Adapted from a talk given by Helen Cross at the 2016 Convention. It will appear in the summer issue of Massachusetts Citizens for Life Quarterly.
The jurisprudence of the late Supreme Court Justice Antonin Scalia relied on a reading of the actual text of the Constitution and understanding how it was originally understood by the Framers. The Framers had designed a system of government in which individual liberty could be safeguarded by the restriction of governmental power. Within the limits of the Constitution, the people could exercise the power to govern themselves. Scalia’s reasoning uncovered the underlying principles behind the text of the Constitution that implied a natural law foundation.
Scalia’s appointment to the Court in 1985 countered the prevailing judicial notion of a “living Constitution,” the idea that judges could view the Constitution in a way that furthered social progress, by defining what the words meant in their own time. Under originalism, because the law is established according to what the text meant to the original framers, Scalia argued for a judiciary with limited power, existing to interpret the law but with no authority to change it. “The question of whom to appoint to the court is polarizing because the questions of what the court is and does has become subject to drastically conflicting understanding on the part of the judges themselves,” wrote L. Joseph Hebert, commenting on the difficulty of choosing a successor to Scalia.

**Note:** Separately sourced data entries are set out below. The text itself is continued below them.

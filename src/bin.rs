//! Binary entry point for `review-relay`.
//!
//! This module provides the command-line interface for review-relay with
//! options for configuration file paths and logging verbosity. It
//! initializes the necessary components and starts the service.

use clap::Parser;
use review_relay::base::{config::Config, types::Void};
use tracing_subscriber::{fmt::format::FmtSpan, layer::SubscriberExt, util::SubscriberInitExt};

/// Review-relay – a pull-request review notification forwarder.
///
/// Configuration can come from `config.toml` or environment variables.
/// The relay listens for review-request events from a code-hosting
/// platform and notifies the requested reviewers in team chat.
#[derive(Parser, Debug)]
#[command(version, author, about, long_about = None)]
struct Args {
    /// Override the config file path (optional).
    ///
    /// By default, the relay will look for a config file at
    /// `.hidden/config.toml` in the current directory.
    #[arg(short, long)]
    config: Option<std::path::PathBuf>,
    /// Increase log verbosity (-v, -vv, etc.).
    ///
    /// Use multiple times to increase verbosity:
    /// - No flag: INFO level
    /// - -v: DEBUG level
    /// - -vv or more: TRACE level
    #[arg(short, long, action = clap::ArgAction::Count)]
    verbose: u8,
}

/// Main entry point for the review-relay binary.
///
/// Sets up logging based on verbosity, loads configuration, and starts the relay.
#[tokio::main]
async fn main() -> Void {
    let args = Args::parse();

    // Construct the level filter.

    let level = match args.verbose {
        0 => tracing::Level::INFO,
        1 => tracing::Level::DEBUG,
        _ => tracing::Level::TRACE,
    };

    let level_filter = tracing_subscriber::filter::LevelFilter::from_level(level);

    // Prepare the log layer.

    let stdout = tracing_subscriber::fmt::layer()
        .without_time()
        .with_ansi(true)
        .with_level(true)
        .with_file(false)
        .with_target(false)
        .with_thread_ids(false)
        .with_thread_names(false)
        .with_span_events(FmtSpan::NEW | FmtSpan::CLOSE);

    tracing_subscriber::registry().with(level_filter).with(stdout).init();

    let config = Config::load(args.config.as_deref())?;

    review_relay::start(config).await
}
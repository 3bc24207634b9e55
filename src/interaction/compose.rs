//! Message composition for review notifications.
//!
//! Pure formatting logic: identical inputs always produce byte-identical
//! payloads. The categorized form picks a (color, intro, closing,
//! title-label) tuple per category; events without a category fall back to
//! the legacy single-text form.

use crate::base::types::{Attachment, Category, ChatNotification, ReviewRequestEvent};

/// Per-category framing tuple.
struct Framing {
    color: &'static str,
    intro: &'static str,
    closing: &'static str,
    title_label: &'static str,
}

fn framing(category: Category) -> Framing {
    match category {
        Category::Feature => Framing {
            color: "good",
            intro: "A new pull request is ready for a look.",
            closing: "Happy reviewing! :eyes:",
            title_label: "Review requested",
        },
        Category::Release => Framing {
            color: "warning",
            intro: "A release pull request needs a careful review.",
            closing: "Please double-check before approving. :warning:",
            title_label: "Release review requested",
        },
        Category::Hotfix => Framing {
            color: "danger",
            intro: "A hotfix needs eyes right now.",
            closing: "Please review as soon as you can! :rotating_light:",
            title_label: "Hotfix review requested",
        },
    }
}

/// Formats resolved chat handles as a mention list.
fn mentions(handles: &[String]) -> String {
    handles.iter().map(|handle| format!("<@{handle}>")).collect::<Vec<_>>().join(" ")
}

/// Composes the notification payload for an event and its resolved handles.
///
/// `handles` must be non-empty; the pipeline aborts with a no-recipients
/// outcome before composition otherwise.
pub fn compose(event: &ReviewRequestEvent, handles: &[String]) -> ChatNotification {
    match event.category {
        None => ChatNotification::Text {
            text: format!(
                "Hey {}! :wave: You've been asked to review *{}* in `{}`.\n{}",
                mentions(handles),
                event.pr_title,
                event.repository,
                event.pr_url
            ),
        },
        Some(category) => {
            let framing = framing(category);

            ChatNotification::Attachments {
                attachments: vec![Attachment {
                    color: framing.color.to_string(),
                    title: format!("{}: {}#{}", framing.title_label, event.repository, event.pr_id),
                    text: format!(
                        "{}\n{}, please review *{}*.\n{}\n{}",
                        framing.intro,
                        mentions(handles),
                        event.pr_title,
                        event.pr_url,
                        framing.closing
                    ),
                }],
            }
        }
    }
}

#[cfg(test)]
mod tests {
    use super::*;

    fn event(category: Option<Category>) -> ReviewRequestEvent {
        ReviewRequestEvent {
            reviewers: vec!["alice".to_string(), "bob".to_string()],
            repository: "acme/widgets".to_string(),
            pr_id: 42,
            pr_url: "https://example.com/acme/widgets/pull/42".to_string(),
            pr_title: "Add frobnicator".to_string(),
            category,
        }
    }

    fn handles() -> Vec<String> {
        vec!["U0001".to_string(), "U0002".to_string()]
    }

    #[test]
    fn uncategorized_uses_the_legacy_text_template() {
        let payload = compose(&event(None), &handles());

        assert_eq!(
            payload,
            ChatNotification::Text {
                text: "Hey <@U0001> <@U0002>! :wave: You've been asked to review *Add frobnicator* in `acme/widgets`.\n\
                       https://example.com/acme/widgets/pull/42"
                    .to_string(),
            }
        );
    }

    #[test]
    fn feature_uses_the_default_framing() {
        let payload = compose(&event(Some(Category::Feature)), &handles());

        assert_eq!(
            payload,
            ChatNotification::Attachments {
                attachments: vec![Attachment {
                    color: "good".to_string(),
                    title: "Review requested: acme/widgets#42".to_string(),
                    text: "A new pull request is ready for a look.\n\
                           <@U0001> <@U0002>, please review *Add frobnicator*.\n\
                           https://example.com/acme/widgets/pull/42\n\
                           Happy reviewing! :eyes:"
                        .to_string(),
                }],
            }
        );
    }

    #[test]
    fn release_uses_the_cautionary_framing() {
        let payload = compose(&event(Some(Category::Release)), &handles());

        assert_eq!(
            payload,
            ChatNotification::Attachments {
                attachments: vec![Attachment {
                    color: "warning".to_string(),
                    title: "Release review requested: acme/widgets#42".to_string(),
                    text: "A release pull request needs a careful review.\n\
                           <@U0001> <@U0002>, please review *Add frobnicator*.\n\
                           https://example.com/acme/widgets/pull/42\n\
                           Please double-check before approving. :warning:"
                        .to_string(),
                }],
            }
        );
    }

    #[test]
    fn hotfix_uses_the_urgent_framing() {
        let payload = compose(&event(Some(Category::Hotfix)), &handles());

        assert_eq!(
            payload,
            ChatNotification::Attachments {
                attachments: vec![Attachment {
                    color: "danger".to_string(),
                    title: "Hotfix review requested: acme/widgets#42".to_string(),
                    text: "A hotfix needs eyes right now.\n\
                           <@U0001> <@U0002>, please review *Add frobnicator*.\n\
                           https://example.com/acme/widgets/pull/42\n\
                           Please review as soon as you can! :rotating_light:"
                        .to_string(),
                }],
            }
        );
    }

    #[test]
    fn composition_is_deterministic() {
        let event = event(Some(Category::Hotfix));
        assert_eq!(compose(&event, &handles()), compose(&event, &handles()));
    }
}
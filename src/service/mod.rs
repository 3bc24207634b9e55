//! Service integrations for external APIs and clients.
//!
//! This module contains implementations for the services used by the relay:
//! - Chat delivery (incoming webhook)
//! - Persistence (SurrealDB)
//!
//! Each service module defines both generic traits and concrete implementations,
//! allowing for extensibility and easy testing.

pub mod chat;
pub mod store;
// SPDX-License-Identifier: AGPL-3.0-or-later
//
// Copyright (C) 2026 Relational Network

//! Route protection metadata.
//!
//! The filter never inspects routing internals itself; it asks a
//! [`RouteMetadata`] whether the matched route carries a tag.

use std::collections::{HashMap, HashSet};

use axum::{
    extract::{MatchedPath, Request},
    http::Method,
};

/// Query against the routing layer.
pub trait RouteMetadata: Send + Sync {
    /// Whether the route matched for `request` is tagged with `tag`.
    fn has_tag(&self, request: &Request, tag: &str) -> bool;
}

impl<F> RouteMetadata for F
where
    F: Fn(&Request, &str) -> bool + Send + Sync,
{
    fn has_tag(&self, request: &Request, tag: &str) -> bool {
        self(request, tag)
    }
}

/// Tags declared per `(method, path pattern)` when routes are registered.
///
/// Lookups use axum's [`MatchedPath`], so the filter must run as a
/// `route_layer`. Requests without a matched path carry no tags.
#[derive(Debug, Clone, Default)]
pub struct RouteTags {
    tags: HashMap<(Method, String), HashSet<String>>,
}

impl RouteTags {
    pub fn new() -> Self {
        Self::default()
    }

    /// Attach `tag` to `method path`.
    pub fn tag(mut self, method: Method, path: impl Into<String>, tag: impl Into<String>) -> Self {
        self.insert(method, path, tag);
        self
    }

    pub fn insert(&mut self, method: Method, path: impl Into<String>, tag: impl Into<String>) {
        self.tags
            .entry((method, path.into()))
            .or_default()
            .insert(tag.into());
    }

    /// Whether `method path` was declared with `tag`.
    pub fn contains(&self, method: &Method, path: &str, tag: &str) -> bool {
        self.tags
            .get(&(method.clone(), path.to_string()))
            .is_some_and(|tags| tags.contains(tag))
    }
}

impl RouteMetadata for RouteTags {
    fn has_tag(&self, request: &Request, tag: &str) -> bool {
        // axum serves HEAD with the GET handler of the same route.
        let method = if *request.method() == Method::HEAD {
            Method::GET
        } else {
            request.method().clone()
        };
        request
            .extensions()
            .get::<MatchedPath>()
            .is_some_and(|matched| self.contains(&method, matched.as_str(), tag))
    }
}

Scalia faulted the Supreme Court’s Roe v Wade decision for declaring that abortion could not be prohibited and for locating an abortion liberty in the 14th Amendment. He said, “My view is that regardless of whether you think prohibiting abortion is good or whether you think prohibiting abortion is bad, regardless of how you come out on that, my only point is the Constitution does not say anything about it. It leaves it up to democratic choice. Some states prohibited it, and some states didn’t. What Roe vs. Wade said was that no state can prohibit it. That is simply not in the Constitution.
“But some of the liberties the Supreme Court has found to be protected by that word, ‘liberty,’ nobody thought constituted a liberty when the 14th Amendment was adopted. Abortion? It was criminal in all the states,” Scalia explained.
His dissent in Planned Parenthood v Casey (1992) reiterated that abortion had never been a liberty protected by the Constitution and had always been legally proscribed by long-standing traditions in the United States. Scalia wrote, “The permissibility of abortion and the limitations upon it are to be resolved like most important questions in our democracy: by citizens trying to persuade one another and then voting.”
Scalia also wrote the dissenting view in Stenberg v Carhart (2000). The Court struck down a state ban on partial-birth abortion. He wrote, “The notion that a Constitution designed to establish justice and secure the blessings of liberty to ourselves and our posterity would prohibit the states from simply banning this visibly brutal means of eliminating our half-born posterity is quite simply absurd.”
In Cruzan v Missouri Department of Health (1990), Scalia supported the constitutionality of state laws prohibiting assisted suicide. “American law has always accorded the State the power to prevent, by force if necessary, suicide … [T]he point at which life becomes ‘worthless,’ and the point at which the means necessary to preserve it become ‘extraordinary’ or ‘inappropriate,’ are neither set forth in the Constitution nor known to the nine justices of this Court any better than they are known to nine people picked at random from the Kansas City telephone directory.”
He continued this line of reasoning in Gonzales v Oregon (2006). “Unless we are to repudiate a long and well-established principle of our jurisprudence, using the federal commerce power to prevent assisted-suicide is unquestionably permissible. If the term ‘legitimate medical purpose’ has any meaning, it surely excludes the prescription of drugs to produce death.”
Shortly after Scalia’s passing George Will wrote, “Scalia lived 27 years after the person who nominated him left office, thereby extending the reach of Ronald Reagan’s presidency and reminding voters of the long-lasting ripples that radiate from their presidential choices. ‘A teacher,’ wrote Henry Adams, ‘attains a kind of immortality because one never knows where a teacher’s influence ends.’ Scalia, always a teacher, will live on in the law and in the lives of unnumbered generations who will write, teach, and construe it.”